It will take you longer to read this article than it takes nearly half of all men to finish having sex. And this is a fairly short article. But consider this: If a man and a woman start having sex right now, the man will either be asleep or smoking a cigarette by the time you read the last word I’ve written here.
Two minutes, ladies. That’s all you’re going to get from a lot of guys. Two minutes.
I imagine a few women just exclaimed, “No s—t, TJ!” The fact that many men don’t last long during intercourse isn’t necessarily worth a breaking-news alert. But new analysis is shedding more light on the situation and on men’s sexual shortcomings (pun intended).
According to sexual-health expert Dr. Harry Fisch, 45 percent of men have an orgasm within the first two minutes of intercourse. He calls that percentage “astonishing.” It’s also devastating for women.
Fisch writes: “That’s pretty speedy. Way too speedy for the average woman to be able to have an orgasm. At least five minutes, or more like seven, is usually what’s needed for a woman to be able to achieve orgasm.”
Fisch lays out his findings and advice in his book The New Naked: The Ultimate Sex Education for Grown-Ups. In it he explains that the No. 1 question he gets from all adult couples (married and unmarried) is actually the wrong question on which they should focus.
They want to know how much sex is normal. (Fisch puts the average frequency of sexual activity at two or three times per week for most couples, with younger couples having sex more often than older couples.) But rather than fixate on frequency, Fisch argues, couples should focus on quality. He contends that if you are having an incredibly satisfying sexual experience once a week, it’s possible that you’re more fulfilled than someone having sex four times a week, if those four times are just so-so. Ultimately, it’s not about how much sex you’re having but how good the sex is that you’re having.
And undoubtedly, duration is a major factor. Even if a man performs admirably for those two glorious minutes, it’s still not going to get the job done for the majority of women. Sixty-seven percent of women in one study reported faking orgasms. The number was as high as 80 percent in other studies. There were varying reasons that women faked orgasms, but the main one was that they didn’t want to hurt the man’s feelings.

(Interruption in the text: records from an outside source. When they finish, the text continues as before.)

//! Scenario catalogs: configuration files resolved into ready-to-solve problems.

use std::path::Path;

use descent_config::{
    ConfigError, ScenarioConfig, VehicleConfig, load_scenarios, load_vehicle_configs,
};
use descent_transcription::vehicle::{self, VehicleError};
use descent_transcription::{RocketParameters, TranscriptionError, TrajectoryProblem, scenario};
use thiserror::Error;

#[derive(Debug, Error)]
pub enum ScenarioError {
    #[error(transparent)]
    Config(#[from] ConfigError),
    #[error(transparent)]
    Vehicle(#[from] VehicleError),
    #[error("scenario '{0}' not found")]
    NotFound(String),
    #[error("scenario catalog is empty")]
    Empty,
    #[error("scenario '{name}' is invalid: {source}")]
    Invalid {
        name: String,
        source: TranscriptionError,
    },
}

/// A scenario resolved against its vehicle.
#[derive(Debug, Clone)]
pub struct NamedProblem {
    pub name: String,
    pub vehicle: String,
    pub problem: TrajectoryProblem,
}

/// Resolve one scenario. Vehicles are looked up by name in `vehicles`; scenarios that name no
/// vehicle fly the default one.
pub fn resolve(
    config: &ScenarioConfig,
    vehicles: &[VehicleConfig],
) -> Result<NamedProblem, ScenarioError> {
    let (vehicle_name, params) = match config.vehicle.as_deref() {
        Some(name) => (name.to_string(), vehicle::select(vehicles, Some(name))?),
        None => ("default".to_string(), RocketParameters::default()),
    };
    let problem = scenario::from_config(config, &params).map_err(|source| {
        ScenarioError::Invalid {
            name: config.name.clone(),
            source,
        }
    })?;
    Ok(NamedProblem {
        name: config.name.clone(),
        vehicle: vehicle_name,
        problem,
    })
}

/// Load every scenario in `scenarios` and resolve it against the optional vehicle catalog.
pub fn load_problems<P: AsRef<Path>>(
    scenarios: P,
    vehicles: Option<&Path>,
) -> Result<Vec<NamedProblem>, ScenarioError> {
    let configs = load_scenarios(scenarios)?;
    let catalog = match vehicles {
        Some(path) => load_vehicle_configs(path)?,
        None => Vec::new(),
    };
    configs.iter().map(|cfg| resolve(cfg, &catalog)).collect()
}

/// Pick one scenario by name (case-insensitive), or the first one.
pub fn pick<'a>(
    problems: &'a [NamedProblem],
    requested: Option<&str>,
) -> Result<&'a NamedProblem, ScenarioError> {
    match requested {
        Some(name) => problems
            .iter()
            .find(|p| p.name.eq_ignore_ascii_case(name))
            .ok_or_else(|| ScenarioError::NotFound(name.to_string())),
        None => problems.first().ok_or(ScenarioError::Empty),
    }
}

Of course, there are also legitimate health issues that can cause a man to reach climax quickly, but many men just get overly excited and can’t control themselves. I don’t care who you are—every man has wanted to take a sexual mulligan at some point in his life for one reason or another. If the first encounter with a woman doesn’t go smashingly, we can’t wait for the do-over. The last thing we want is for a woman to think we don’t know what we’re doing and then, God forbid, she tells her girlfriends. As men, we often and unnecessarily define ourselves by our sexual prowess. It’s crucial to our identity and our confidence.
Of course, as men get older, more experienced and generally more confident, this becomes less of an issue, and we don’t feel that we have so much to prove. As the late Bernie Mac once brilliantly explained about sex as a 42-year-old man: “Three minutes! That’s all I’m giving you! That’s all the f—k I got! … And I don’t care about you talking about me!”
Still, it’s ingrained early on and reinforced throughout our lives that our manhood is measured in part by what we do in the bedroom. Women know this and find themselves in the unenviable position of sacrificing their own satisfaction for the sake of salvaging men’s egos. That can eventually lead to frustration and unhappiness both in and out of bed.
The simple fix: Talk. We’re all adults here, and there’s 23 hours and 58 minutes’ worth of opportunity every single day to broach this sensitive subject with your lover.